Benkler is skeptical that Congress will pass network neutrality legislation, but he said the efforts of the cable and telecommunications companies to discriminate against consumers and smaller content providers should be thwarted.
Network neutrality has emerged as the key battleground for telecommunications-reform legislation. Proponents believe that a two-tiered Internet would stifle innovation and opponents believe they need to operate their networks as they see fit.
In May, the House of Representatives advanced two opposite views of network neutrality. The House Commerce Committee bill gives the Federal Communications Commission authority to adjudicate complaints that the FCC’ broadband policy had been violated, but does not allow the agency to turn that policy into a regulation. The House Judiciary Committee passed legislation changing antitrust laws to specifically prohibit discriminatory behavior in the telecom sector and to require that network operators treat all content providers offering the same type of content equally.

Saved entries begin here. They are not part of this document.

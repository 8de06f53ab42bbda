//! Provider trait definition.

use crate::types::DeliveryResult;
use std::future::Future;
use tokio::task::JoinHandle;

/// Core trait that all message delivery providers implement.
///
/// A provider is a thin adapter between one message family and one wire
/// protocol. The essential rule of the contract: **delivery problems are
/// never errors**. `send` always completes with a [`DeliveryResult`];
/// rejected numbers, provider outages and timeouts all come back encoded in
/// the result. The only fallible moment is provider construction (see
/// [`ConfigError`](crate::ConfigError)).
///
/// # Type Parameters
///
/// - `Message`: the message family this provider delivers (e.g.
///   [`WhatsAppMessage`](crate::WhatsAppMessage),
///   [`SmsMessage`](crate::SmsMessage), [`EmailMessage`](crate::EmailMessage))
///
/// # Concurrency
///
/// Providers are `Clone + Send + Sync` and hold one connection-pooled HTTP
/// client created at construction; clones share it. Concurrent sends are
/// safe and do not serialize on remote latency. Providers never retry on
/// their own; retry policy belongs to
/// [`MessagingGateway`](crate::MessagingGateway).
///
/// # Note on async methods
///
/// All async methods in this trait return `Send` futures, making them
/// compatible with multi-threaded executors.
///
/// # Example
///
/// ```rust,ignore
/// use messaging_gateway::{DeliveryResult, DeliveryStatus, MessagingProvider, SmsMessage};
///
/// #[derive(Clone)]
/// struct MyProvider { /* ... */ }
///
/// impl MessagingProvider for MyProvider {
///     type Message = SmsMessage;
///
///     async fn send(&self, message: &SmsMessage) -> DeliveryResult {
///         // Map the message onto the wire, map the outcome back.
///         DeliveryResult::ok(DeliveryStatus::Sent)
///     }
/// }
/// ```
pub trait MessagingProvider: Send + Sync + Clone + 'static {
    /// Message family this provider delivers.
    type Message: Clone + Send + Sync + 'static;

    /// Deliver a message and await the outcome.
    ///
    /// Never fails with an error: every delivery problem is encoded in the
    /// returned [`DeliveryResult`].
    fn send(&self, message: &Self::Message) -> impl Future<Output = DeliveryResult> + Send;

    /// Fetch the current delivery status for a previously sent message.
    ///
    /// Returns `None` when the provider has no status polling API or the
    /// message is unknown; absence is "unknown", never an error. The
    /// default implementation reports no polling support.
    fn fetch_status(
        &self,
        external_id: &str,
    ) -> impl Future<Output = Option<DeliveryResult>> + Send {
        let _ = external_id;
        async { None }
    }

    /// Queue a send on a background task.
    ///
    /// Returns immediately with a handle that resolves to the same result
    /// [`send`](Self::send) would produce for the same message; the caller's
    /// execution context is never blocked.
    fn spawn_send(&self, message: Self::Message) -> JoinHandle<DeliveryResult>
    where
        Self: Sized,
    {
        let provider = self.clone();
        tokio::spawn(async move { provider.send(&message).await })
    }
}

Action on the Senate side of the Capitol is moving more slowly, but the network-neutrality debate has heated up there too with two competing visions. The first bill, dubbed the Communications Act of 2006, would only have the FCC study the network-neutrality issue. A staff draft revision by the Democrats would put in place network-neutrality principles.

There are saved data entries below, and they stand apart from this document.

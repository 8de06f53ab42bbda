//! Twilio message status mapping.

use crate::types::DeliveryStatus;

/// Maps a raw Twilio message status onto a [`DeliveryStatus`].
///
/// A missing status means the message was accepted but not yet picked up
/// by a worker, so it maps to `Queued`. Unrecognized statuses come back as
/// `Err` with the raw value so callers surface them instead of silently
/// treating them as progress.
pub(crate) fn map_message_status(raw: Option<&str>) -> Result<DeliveryStatus, &str> {
    let Some(raw) = raw else {
        return Ok(DeliveryStatus::Queued);
    };

    match raw {
        "queued" | "accepted" | "sending" | "receiving" | "scheduled" => Ok(DeliveryStatus::Queued),
        "sent" => Ok(DeliveryStatus::Sent),
        "delivered" | "received" => Ok(DeliveryStatus::Delivered),
        "read" => Ok(DeliveryStatus::Read),
        "failed" | "canceled" => Ok(DeliveryStatus::Failed),
        "undelivered" => Ok(DeliveryStatus::Undelivered),
        other => Err(other),
    }
}
use secrecy::SecretString;
use std::time::Duration;
use url::Url;

/// Default request timeout.
pub const DEFAULT_TIMEOUT: Duration = Duration::from_secs(10);

/// Configuration for [`TelegramBotProvider`](super::TelegramBotProvider).
#[derive(Clone)]
pub struct TelegramConfig {
    /// Bot token from @BotFather, e.g. `123456:ABC-DEF...`.
    pub bot_token: SecretString,
    /// Request timeout.
    pub timeout: Duration,
    /// Override for the Bot API base URL. Mostly useful for tests.
    pub endpoint: Option<Url>,
}

impl TelegramConfig {
    /// Create a config with the default timeout.
    pub fn new(bot_token: impl Into<String>) -> Self {
        Self {
            bot_token: SecretString::from(bot_token.into()),
            timeout: DEFAULT_TIMEOUT,
            endpoint: None,
        }
    }

    /// Set the request timeout.
    pub fn with_timeout(mut self, timeout: Duration) -> Self {
        self.timeout = timeout;
        self
    }

    /// Override the Bot API base URL.
    pub fn with_endpoint(mut self, endpoint: Url) -> Self {
        self.endpoint = Some(endpoint);
        self
    }
}

impl std::fmt::Debug for TelegramConfig {
    fn fmt(&self, f: &mut std::fmt::Formatter<'_>) -> std::fmt::Result {
        f.debug_struct("TelegramConfig")
            .field("bot_token", &"[REDACTED]")
            .field("timeout", &self.timeout)
            .field("endpoint", &self.endpoint)
            .finish()
    }
}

A more moderate view emerged from the Information Technology & Innovation Foundation, which last week issued a paper calling for a third way on network neutrality that would attempt a compromise between those that do not want any controls on network operators and those that want strict anti-discrimination controls imposed on pipe owners.
“What is missing from this debate is a third-way solution-one that allows broadband providers to provide and charge for enhanced network services while providing some form of regulatory oversight to address the plausible risk that the current broadband providers (i.e. the cable and telephone companies) will abuse their market power in this market, while also assuring that a reasonably sized, open and unmanaged Internet is available,” wrote Robert Atkinson and Philip Weiser in “A `Third Way’ on Network Neutrality.”